### Saved data entries:
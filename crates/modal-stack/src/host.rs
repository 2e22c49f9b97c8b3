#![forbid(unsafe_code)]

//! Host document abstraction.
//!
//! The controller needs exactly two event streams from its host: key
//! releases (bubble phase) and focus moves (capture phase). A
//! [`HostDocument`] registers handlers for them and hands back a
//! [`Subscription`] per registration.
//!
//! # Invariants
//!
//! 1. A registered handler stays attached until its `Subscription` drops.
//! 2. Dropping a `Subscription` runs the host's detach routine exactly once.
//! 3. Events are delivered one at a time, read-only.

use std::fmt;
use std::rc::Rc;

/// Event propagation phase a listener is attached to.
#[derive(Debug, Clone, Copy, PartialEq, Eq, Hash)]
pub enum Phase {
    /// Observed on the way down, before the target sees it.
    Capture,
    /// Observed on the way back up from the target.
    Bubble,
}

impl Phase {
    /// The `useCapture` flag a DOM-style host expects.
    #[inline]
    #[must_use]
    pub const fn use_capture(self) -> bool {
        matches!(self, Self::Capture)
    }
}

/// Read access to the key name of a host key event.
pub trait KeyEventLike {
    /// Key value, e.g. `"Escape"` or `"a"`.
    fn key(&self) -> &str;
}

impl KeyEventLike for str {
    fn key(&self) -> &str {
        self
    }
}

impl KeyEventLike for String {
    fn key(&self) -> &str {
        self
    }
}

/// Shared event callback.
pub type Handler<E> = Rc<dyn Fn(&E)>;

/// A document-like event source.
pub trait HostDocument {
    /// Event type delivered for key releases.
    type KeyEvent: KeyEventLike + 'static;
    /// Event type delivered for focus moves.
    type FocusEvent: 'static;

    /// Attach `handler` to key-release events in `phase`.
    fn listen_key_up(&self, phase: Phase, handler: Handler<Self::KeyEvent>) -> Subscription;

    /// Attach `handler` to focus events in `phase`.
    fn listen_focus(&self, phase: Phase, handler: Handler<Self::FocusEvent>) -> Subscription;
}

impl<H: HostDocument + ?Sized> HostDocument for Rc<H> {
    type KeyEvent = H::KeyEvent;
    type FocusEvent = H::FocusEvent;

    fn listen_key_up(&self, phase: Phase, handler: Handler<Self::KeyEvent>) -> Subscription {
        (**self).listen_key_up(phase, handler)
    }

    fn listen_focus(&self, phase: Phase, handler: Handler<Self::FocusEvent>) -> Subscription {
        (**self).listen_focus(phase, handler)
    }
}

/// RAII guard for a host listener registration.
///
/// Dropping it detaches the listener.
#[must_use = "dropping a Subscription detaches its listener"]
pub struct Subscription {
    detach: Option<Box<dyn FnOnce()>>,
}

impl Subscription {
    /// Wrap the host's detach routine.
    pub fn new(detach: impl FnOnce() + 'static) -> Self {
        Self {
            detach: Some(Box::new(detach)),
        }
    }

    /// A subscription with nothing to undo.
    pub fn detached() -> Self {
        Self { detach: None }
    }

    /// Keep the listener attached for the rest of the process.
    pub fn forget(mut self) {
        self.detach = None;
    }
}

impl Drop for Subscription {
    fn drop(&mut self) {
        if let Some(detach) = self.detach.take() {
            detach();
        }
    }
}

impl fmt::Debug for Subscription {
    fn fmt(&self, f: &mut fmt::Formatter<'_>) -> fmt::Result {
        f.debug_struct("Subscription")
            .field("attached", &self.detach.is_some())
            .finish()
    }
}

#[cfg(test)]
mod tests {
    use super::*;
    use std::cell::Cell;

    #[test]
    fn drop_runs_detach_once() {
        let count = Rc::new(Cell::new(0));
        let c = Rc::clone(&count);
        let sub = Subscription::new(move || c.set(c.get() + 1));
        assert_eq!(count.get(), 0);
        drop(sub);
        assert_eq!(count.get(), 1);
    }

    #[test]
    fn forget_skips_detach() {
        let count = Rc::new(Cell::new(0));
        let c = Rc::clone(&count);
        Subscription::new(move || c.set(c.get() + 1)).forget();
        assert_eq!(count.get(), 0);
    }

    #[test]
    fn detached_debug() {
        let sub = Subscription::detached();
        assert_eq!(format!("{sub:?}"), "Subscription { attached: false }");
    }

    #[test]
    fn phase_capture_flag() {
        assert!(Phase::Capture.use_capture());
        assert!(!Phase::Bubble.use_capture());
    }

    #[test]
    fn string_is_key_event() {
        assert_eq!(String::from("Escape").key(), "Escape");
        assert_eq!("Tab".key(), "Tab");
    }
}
---
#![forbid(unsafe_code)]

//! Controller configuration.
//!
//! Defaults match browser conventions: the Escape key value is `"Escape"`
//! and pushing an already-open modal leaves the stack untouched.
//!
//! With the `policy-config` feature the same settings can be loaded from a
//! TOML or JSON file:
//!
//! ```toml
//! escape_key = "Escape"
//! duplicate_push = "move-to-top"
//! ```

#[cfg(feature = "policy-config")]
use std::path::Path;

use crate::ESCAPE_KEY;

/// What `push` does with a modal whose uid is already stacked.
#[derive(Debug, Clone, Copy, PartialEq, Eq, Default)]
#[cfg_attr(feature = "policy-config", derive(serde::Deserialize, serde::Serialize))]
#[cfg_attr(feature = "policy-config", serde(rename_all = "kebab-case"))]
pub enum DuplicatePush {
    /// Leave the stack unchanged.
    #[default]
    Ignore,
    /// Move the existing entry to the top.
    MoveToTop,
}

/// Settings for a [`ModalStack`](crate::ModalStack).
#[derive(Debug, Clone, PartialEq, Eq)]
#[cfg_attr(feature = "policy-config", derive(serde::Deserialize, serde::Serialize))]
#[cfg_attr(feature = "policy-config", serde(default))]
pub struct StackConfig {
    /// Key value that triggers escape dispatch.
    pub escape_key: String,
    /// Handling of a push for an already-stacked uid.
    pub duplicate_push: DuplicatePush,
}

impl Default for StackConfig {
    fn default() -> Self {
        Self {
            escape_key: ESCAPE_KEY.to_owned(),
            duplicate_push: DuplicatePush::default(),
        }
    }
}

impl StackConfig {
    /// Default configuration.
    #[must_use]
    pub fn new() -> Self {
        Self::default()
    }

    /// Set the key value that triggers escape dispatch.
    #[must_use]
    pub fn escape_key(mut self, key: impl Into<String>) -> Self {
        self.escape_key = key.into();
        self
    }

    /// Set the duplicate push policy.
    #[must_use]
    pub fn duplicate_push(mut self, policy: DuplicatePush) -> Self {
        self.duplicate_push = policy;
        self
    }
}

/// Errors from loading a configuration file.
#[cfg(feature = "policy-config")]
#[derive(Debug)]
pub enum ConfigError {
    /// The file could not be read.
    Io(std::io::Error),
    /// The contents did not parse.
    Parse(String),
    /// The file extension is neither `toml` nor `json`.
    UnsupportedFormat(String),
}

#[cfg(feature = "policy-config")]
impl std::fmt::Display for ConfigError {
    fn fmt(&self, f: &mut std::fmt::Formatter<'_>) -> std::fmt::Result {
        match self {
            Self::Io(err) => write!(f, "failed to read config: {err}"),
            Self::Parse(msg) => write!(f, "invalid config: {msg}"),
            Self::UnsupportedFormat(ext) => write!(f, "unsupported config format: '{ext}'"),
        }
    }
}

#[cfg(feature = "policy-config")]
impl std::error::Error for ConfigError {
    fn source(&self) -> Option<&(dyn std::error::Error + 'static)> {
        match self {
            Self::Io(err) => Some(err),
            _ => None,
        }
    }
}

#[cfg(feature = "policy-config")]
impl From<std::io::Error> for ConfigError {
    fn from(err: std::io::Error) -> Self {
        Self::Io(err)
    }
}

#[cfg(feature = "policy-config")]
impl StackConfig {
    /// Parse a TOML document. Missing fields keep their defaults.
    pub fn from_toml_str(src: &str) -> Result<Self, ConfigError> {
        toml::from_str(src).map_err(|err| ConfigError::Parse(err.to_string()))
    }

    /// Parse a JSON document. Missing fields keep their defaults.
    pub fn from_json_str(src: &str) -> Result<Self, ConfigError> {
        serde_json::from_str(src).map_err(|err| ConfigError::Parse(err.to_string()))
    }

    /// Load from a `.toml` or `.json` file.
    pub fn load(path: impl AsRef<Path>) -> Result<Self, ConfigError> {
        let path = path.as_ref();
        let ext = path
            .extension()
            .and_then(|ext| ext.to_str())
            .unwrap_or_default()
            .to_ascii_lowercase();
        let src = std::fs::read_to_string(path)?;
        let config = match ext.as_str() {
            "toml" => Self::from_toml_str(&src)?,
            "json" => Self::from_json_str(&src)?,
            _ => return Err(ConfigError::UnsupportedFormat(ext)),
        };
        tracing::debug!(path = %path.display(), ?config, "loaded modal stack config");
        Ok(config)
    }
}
==
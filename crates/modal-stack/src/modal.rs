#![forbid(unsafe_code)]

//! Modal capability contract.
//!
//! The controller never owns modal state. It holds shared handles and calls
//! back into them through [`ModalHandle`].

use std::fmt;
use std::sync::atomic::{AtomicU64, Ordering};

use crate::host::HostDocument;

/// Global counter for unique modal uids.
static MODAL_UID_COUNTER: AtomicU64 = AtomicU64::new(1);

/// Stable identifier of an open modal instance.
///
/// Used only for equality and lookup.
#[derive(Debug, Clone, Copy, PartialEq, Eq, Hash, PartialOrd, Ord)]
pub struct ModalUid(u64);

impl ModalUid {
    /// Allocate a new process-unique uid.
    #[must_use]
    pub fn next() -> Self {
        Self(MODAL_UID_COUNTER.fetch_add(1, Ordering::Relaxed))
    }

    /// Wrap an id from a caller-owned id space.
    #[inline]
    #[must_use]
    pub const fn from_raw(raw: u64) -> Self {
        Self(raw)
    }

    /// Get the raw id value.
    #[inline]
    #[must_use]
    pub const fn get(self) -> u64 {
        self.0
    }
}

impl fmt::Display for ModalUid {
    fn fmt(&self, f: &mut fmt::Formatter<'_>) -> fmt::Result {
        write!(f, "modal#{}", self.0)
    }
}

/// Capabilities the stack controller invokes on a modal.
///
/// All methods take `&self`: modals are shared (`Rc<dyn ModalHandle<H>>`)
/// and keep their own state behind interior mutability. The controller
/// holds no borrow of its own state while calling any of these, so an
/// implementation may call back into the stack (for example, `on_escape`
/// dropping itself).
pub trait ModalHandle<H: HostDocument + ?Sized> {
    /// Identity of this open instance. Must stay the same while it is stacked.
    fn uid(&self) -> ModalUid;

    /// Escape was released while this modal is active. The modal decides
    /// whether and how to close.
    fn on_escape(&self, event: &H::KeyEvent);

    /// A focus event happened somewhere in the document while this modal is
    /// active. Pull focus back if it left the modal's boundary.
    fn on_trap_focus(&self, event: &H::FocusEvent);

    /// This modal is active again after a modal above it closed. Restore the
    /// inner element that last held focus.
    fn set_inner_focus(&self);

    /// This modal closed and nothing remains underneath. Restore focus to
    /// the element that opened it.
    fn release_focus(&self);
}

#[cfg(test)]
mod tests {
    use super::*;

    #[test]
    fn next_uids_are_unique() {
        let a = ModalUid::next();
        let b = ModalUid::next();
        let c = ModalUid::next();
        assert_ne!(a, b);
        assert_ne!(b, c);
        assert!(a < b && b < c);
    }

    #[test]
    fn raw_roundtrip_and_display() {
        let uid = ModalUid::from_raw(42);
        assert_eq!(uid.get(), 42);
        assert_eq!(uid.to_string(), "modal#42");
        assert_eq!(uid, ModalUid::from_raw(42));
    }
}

### To do:
What is needed is each line of the entries that contains the word "while".

### Written reply:
/// holds no borrow of its own state while calling any of these, so an
    /// Identity of this open instance. Must stay the same while it is stacked.
    /// Escape was released while this modal is active. The modal decides
    /// A focus event happened somewhere in the document while this modal is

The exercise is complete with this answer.